Note that the min and max values (n1, n2) don’t have to be the actual minimum and maximum values of the data, you can, and would more often than not like to use a smaller range, for instance, the 5th percentile for n1, and the 95th percentile for n2. Combined with the overflow technique discussed above, this would help hide some extreme values (outside of the 5-95th percentile range) and make full use of the entire color range to represent the majority (the inner 90% of the data range) of the variability.

Align the center value in a divergent colormap

Divergent colormaps are those that have a central color value in the middle, a left wing (don’t go political) for representations of the lower values, and a right wing for the higher values. The RdBu_r colormap used in previous plots is one divergent colormap, with a transition from dark blue (the minimum) to white in the middle, and finally to dark red (the maximum) on the right.

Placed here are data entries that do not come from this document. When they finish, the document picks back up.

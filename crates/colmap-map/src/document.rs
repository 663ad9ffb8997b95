//! The mapping document: authoritative mapping state for one map file.
//!
//! Holds the referenced source files, the field-to-column mappings per target
//! type and the selected source table per type. Within a type each property
//! maps to at most one column; updates are last-write-wins. Conflict handling
//! (a column already bound to another property) is left to the caller, who can
//! look it up with [`MappingDocument::property_for_column`].

use std::collections::BTreeMap;
use std::path::{Path, PathBuf};

use chrono::{DateTime, Utc};

use colmap_model::{FileStatus, MappingEntry, ReferencedFile};

use crate::error::{MappingError, Result, require_name};
use crate::tracker::DirtyTracker;

/// Editor metadata of a map file.
#[derive(Debug, Clone, PartialEq, Default)]
pub struct MapMetadata {
    pub map_name: String,
    pub description: String,
    pub software_version: String,
    pub date_modified: Option<DateTime<Utc>>,
}

/// Mapping state owned by a single editor.
#[derive(Debug, Clone, Default)]
pub struct MappingDocument {
    pub metadata: MapMetadata,
    referenced_files: Vec<ReferencedFile>,
    mappings: BTreeMap<String, Vec<MappingEntry>>,
    table_references: BTreeMap<String, String>,
    tracker: DirtyTracker,
}

fn find_key<'a, V>(map: &'a BTreeMap<String, V>, data_type: &str) -> Option<&'a String> {
    map.keys().find(|k| k.eq_ignore_ascii_case(data_type))
}

impl MappingDocument {
    pub fn new(map_name: impl Into<String>) -> Self {
        Self {
            metadata: MapMetadata {
                map_name: map_name.into(),
                ..MapMetadata::default()
            },
            ..Self::default()
        }
    }

    // =========================================================================
    // Mappings
    // =========================================================================

    /// Binds `property` to `column` as a user-confirmed mapping.
    ///
    /// Replaces any existing mapping of the property and returns it.
    pub fn update_mapping(
        &mut self,
        data_type: &str,
        property: &str,
        column: &str,
    ) -> Result<Option<MappingEntry>> {
        let data_type = require_name("data type", data_type)?;
        let property = require_name("property name", property)?;
        let column = require_name("column header", column)?;
        Ok(self.upsert(data_type, MappingEntry::manual(property, column)))
    }

    /// Binds `property` to `column` with an auto-map confidence in `0..=1`.
    pub fn update_auto_mapping(
        &mut self,
        data_type: &str,
        property: &str,
        column: &str,
        confidence: f32,
    ) -> Result<Option<MappingEntry>> {
        let data_type = require_name("data type", data_type)?;
        let property = require_name("property name", property)?;
        let column = require_name("column header", column)?;
        if !(0.0..=1.0).contains(&confidence) {
            return Err(MappingError::ArgumentInvalid {
                argument: "confidence",
                reason: format!("{confidence} is outside 0..=1"),
            });
        }
        Ok(self.upsert(
            data_type,
            MappingEntry::automatic(property, column, confidence),
        ))
    }

    fn upsert(&mut self, data_type: &str, entry: MappingEntry) -> Option<MappingEntry> {
        let key = find_key(&self.mappings, data_type)
            .cloned()
            .unwrap_or_else(|| data_type.to_string());
        let entries = self.mappings.entry(key).or_default();
        let previous = match entries
            .iter()
            .position(|e| e.property_name.eq_ignore_ascii_case(&entry.property_name))
        {
            Some(index) => Some(std::mem::replace(&mut entries[index], entry)),
            None => {
                entries.push(entry);
                None
            }
        };
        self.mark_dirty();
        previous
    }

    /// Removes the mapping of `property`, returning it if one existed.
    pub fn remove_mapping(&mut self, data_type: &str, property: &str) -> Option<MappingEntry> {
        let key = find_key(&self.mappings, data_type)?.clone();
        let entries = self.mappings.get_mut(&key)?;
        let index = entries
            .iter()
            .position(|e| e.property_name.eq_ignore_ascii_case(property.trim()))?;
        let removed = entries.remove(index);
        if entries.is_empty() {
            self.mappings.remove(&key);
        }
        self.mark_dirty();
        Some(removed)
    }

    /// Removes every mapping of a type. Returns how many were removed.
    pub fn clear_mappings(&mut self, data_type: &str) -> usize {
        let Some(key) = find_key(&self.mappings, data_type).cloned() else {
            return 0;
        };
        let removed = self.mappings.remove(&key).map_or(0, |entries| entries.len());
        if removed > 0 {
            self.mark_dirty();
        }
        removed
    }

    /// Mappings of one type, in insertion order.
    pub fn mappings_for(&self, data_type: &str) -> &[MappingEntry] {
        find_key(&self.mappings, data_type)
            .and_then(|key| self.mappings.get(key))
            .map(Vec::as_slice)
            .unwrap_or_default()
    }

    pub fn mapping_for(&self, data_type: &str, property: &str) -> Option<&MappingEntry> {
        self.mappings_for(data_type)
            .iter()
            .find(|e| e.property_name.eq_ignore_ascii_case(property.trim()))
    }

    /// The property a column is bound to within a type, if any.
    pub fn property_for_column(&self, data_type: &str, column: &str) -> Option<&str> {
        self.mappings_for(data_type)
            .iter()
            .find(|e| e.column_header.eq_ignore_ascii_case(column.trim()))
            .map(|e| e.property_name.as_str())
    }

    pub fn mappings(&self) -> &BTreeMap<String, Vec<MappingEntry>> {
        &self.mappings
    }

    /// Types that carry at least one mapping.
    pub fn mapped_types(&self) -> impl Iterator<Item = &str> {
        self.mappings.keys().map(String::as_str)
    }

    pub fn mapping_count(&self) -> usize {
        self.mappings.values().map(Vec::len).sum()
    }

    // =========================================================================
    // Referenced files
    // =========================================================================

    pub fn referenced_files(&self) -> &[ReferencedFile] {
        &self.referenced_files
    }

    /// Registers a source file. Returns `false` if it was already registered.
    pub fn add_referenced_file(&mut self, path: impl Into<PathBuf>) -> bool {
        let path = path.into();
        if self.is_referenced(&path) {
            return false;
        }
        self.referenced_files.push(ReferencedFile::new(path));
        self.mark_dirty();
        true
    }

    /// Unregisters a source file. Mappings are left untouched; run the
    /// orphan detector first to find the ones that depended on it.
    pub fn remove_referenced_file(&mut self, path: &Path) -> Option<ReferencedFile> {
        let index = self
            .referenced_files
            .iter()
            .position(|f| f.file_path == path)?;
        self.mark_dirty();
        Some(self.referenced_files.remove(index))
    }

    pub fn is_referenced(&self, path: &Path) -> bool {
        self.referenced_files.iter().any(|f| f.file_path == path)
    }

    /// Updates the availability status of a referenced file.
    ///
    /// Status is runtime state and does not mark the document dirty.
    pub fn set_file_status(&mut self, path: &Path, status: FileStatus) -> bool {
        match self
            .referenced_files
            .iter_mut()
            .find(|f| f.file_path == path)
        {
            Some(file) if file.status != status => {
                file.status = status;
                true
            }
            _ => false,
        }
    }

    // =========================================================================
    // Table references
    // =========================================================================

    /// Selected source table (display key) for a type.
    pub fn table_reference(&self, data_type: &str) -> Option<&str> {
        find_key(&self.table_references, data_type)
            .and_then(|key| self.table_references.get(key))
            .map(String::as_str)
    }

    pub fn set_table_reference(&mut self, data_type: &str, display_name: &str) -> Result<()> {
        let data_type = require_name("data type", data_type)?;
        let display_name = require_name("table reference", display_name)?;
        let key = find_key(&self.table_references, data_type)
            .cloned()
            .unwrap_or_else(|| data_type.to_string());
        if self.table_references.get(&key).map(String::as_str) != Some(display_name) {
            self.table_references.insert(key, display_name.to_string());
            self.mark_dirty();
        }
        Ok(())
    }

    pub fn clear_table_reference(&mut self, data_type: &str) -> Option<String> {
        let key = find_key(&self.table_references, data_type)?.clone();
        let removed = self.table_references.remove(&key);
        self.mark_dirty();
        removed
    }

    pub fn table_references(&self) -> &BTreeMap<String, String> {
        &self.table_references
    }

    // =========================================================================
    // Dirty state
    // =========================================================================

    pub fn mark_dirty(&mut self) {
        self.tracker.mark_dirty();
    }

    pub fn mark_saved(&mut self) {
        self.tracker.mark_saved();
    }

    pub fn is_dirty(&self) -> bool {
        self.tracker.is_dirty()
    }
}

#[cfg(test)]
mod tests {
    use super::*;

    #[test]
    fn test_update_is_last_write_wins() {
        let mut doc = MappingDocument::new("network");
        assert!(doc.update_mapping("Bus", "Name", "BusName").unwrap().is_none());
        let previous = doc.update_mapping("Bus", "name", "Label").unwrap();
        assert_eq!(previous.unwrap().column_header, "BusName");

        let entries = doc.mappings_for("Bus");
        assert_eq!(entries.len(), 1);
        assert_eq!(entries[0].column_header, "Label");
        assert!(doc.is_dirty());
    }

    #[test]
    fn test_manual_update_clears_confidence() {
        let mut doc = MappingDocument::new("network");
        doc.update_auto_mapping("Bus", "Id", "BusId", 0.8).unwrap();
        assert_eq!(doc.mapping_for("Bus", "Id").unwrap().confidence, Some(0.8));

        doc.update_mapping("Bus", "Id", "BusId").unwrap();
        assert!(doc.mapping_for("Bus", "Id").unwrap().is_manual());
    }

    #[test]
    fn test_rejects_blank_arguments() {
        let mut doc = MappingDocument::new("network");
        assert!(matches!(
            doc.update_mapping("", "Id", "A"),
            Err(MappingError::ArgumentInvalid { argument: "data type", .. })
        ));
        assert!(doc.update_mapping("Bus", " ", "A").is_err());
        assert!(doc.update_auto_mapping("Bus", "Id", "A", 1.5).is_err());
        assert!(!doc.is_dirty());
    }

    #[test]
    fn test_remove_and_clear() {
        let mut doc = MappingDocument::new("network");
        doc.update_mapping("Bus", "Id", "A").unwrap();
        doc.update_mapping("Bus", "Name", "B").unwrap();
        doc.mark_saved();

        assert!(doc.remove_mapping("Bus", "Missing").is_none());
        assert!(!doc.is_dirty());
        assert_eq!(doc.remove_mapping("bus", "ID").unwrap().column_header, "A");
        assert!(doc.is_dirty());

        assert_eq!(doc.clear_mappings("Bus"), 1);
        assert_eq!(doc.clear_mappings("Bus"), 0);
        assert!(doc.mappings().is_empty());
    }

    #[test]
    fn test_property_for_column() {
        let mut doc = MappingDocument::new("network");
        doc.update_mapping("Line", "FromBus", "From").unwrap();
        assert_eq!(doc.property_for_column("Line", "from"), Some("FromBus"));
        assert_eq!(doc.property_for_column("Bus", "From"), None);
    }

    #[test]
    fn test_referenced_files_are_unique() {
        let mut doc = MappingDocument::new("network");
        assert!(doc.add_referenced_file("/data/buses.csv"));
        assert!(!doc.add_referenced_file("/data/buses.csv"));
        assert_eq!(doc.referenced_files().len(), 1);

        assert!(doc.set_file_status(Path::new("/data/buses.csv"), FileStatus::Missing));
        assert!(!doc.set_file_status(Path::new("/data/buses.csv"), FileStatus::Missing));

        assert!(doc.remove_referenced_file(Path::new("/data/buses.csv")).is_some());
        assert!(doc.referenced_files().is_empty());
    }

    #[test]
    fn test_table_reference_round_trip() {
        let mut doc = MappingDocument::new("network");
        doc.set_table_reference("Bus", "network.xlsx | Buses").unwrap();
        assert_eq!(doc.table_reference("bus"), Some("network.xlsx | Buses"));
        assert_eq!(
            doc.clear_table_reference("Bus").as_deref(),
            Some("network.xlsx | Buses")
        );
        assert_eq!(doc.table_reference("Bus"), None);
    }
}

The middle color (white in this case) usually corresponds to critical transition in the data (e.g. going from negative to positive), therefore it is crucial to make sure they are aligned up. Otherwise it will be very difficult to read the plot correctly — it’s just too intuitive for the human eyes to make the association which would be misleading if the central color and central value are not aligned. Let’s see an example:

ano=var-277  # 277 is NOT the mean, so asymmetrical
ano2=var-var.mean()  # symmetrical

figure=plt.figure(figsize=(14, 12), dpi=100)
# NOTE set zero=-1 so 0 won't appear as a level
levels=mkscale(np.nanmin(ano), np.nanmax(ano), 10, zero=-1)
levels2=mkscale(np.nanmin(ano2), np.nanmax(ano2), 10, zero=-1)

#------------------Asymmetrical not aligned------------------
ax1=figure.add_subplot(2,2,1)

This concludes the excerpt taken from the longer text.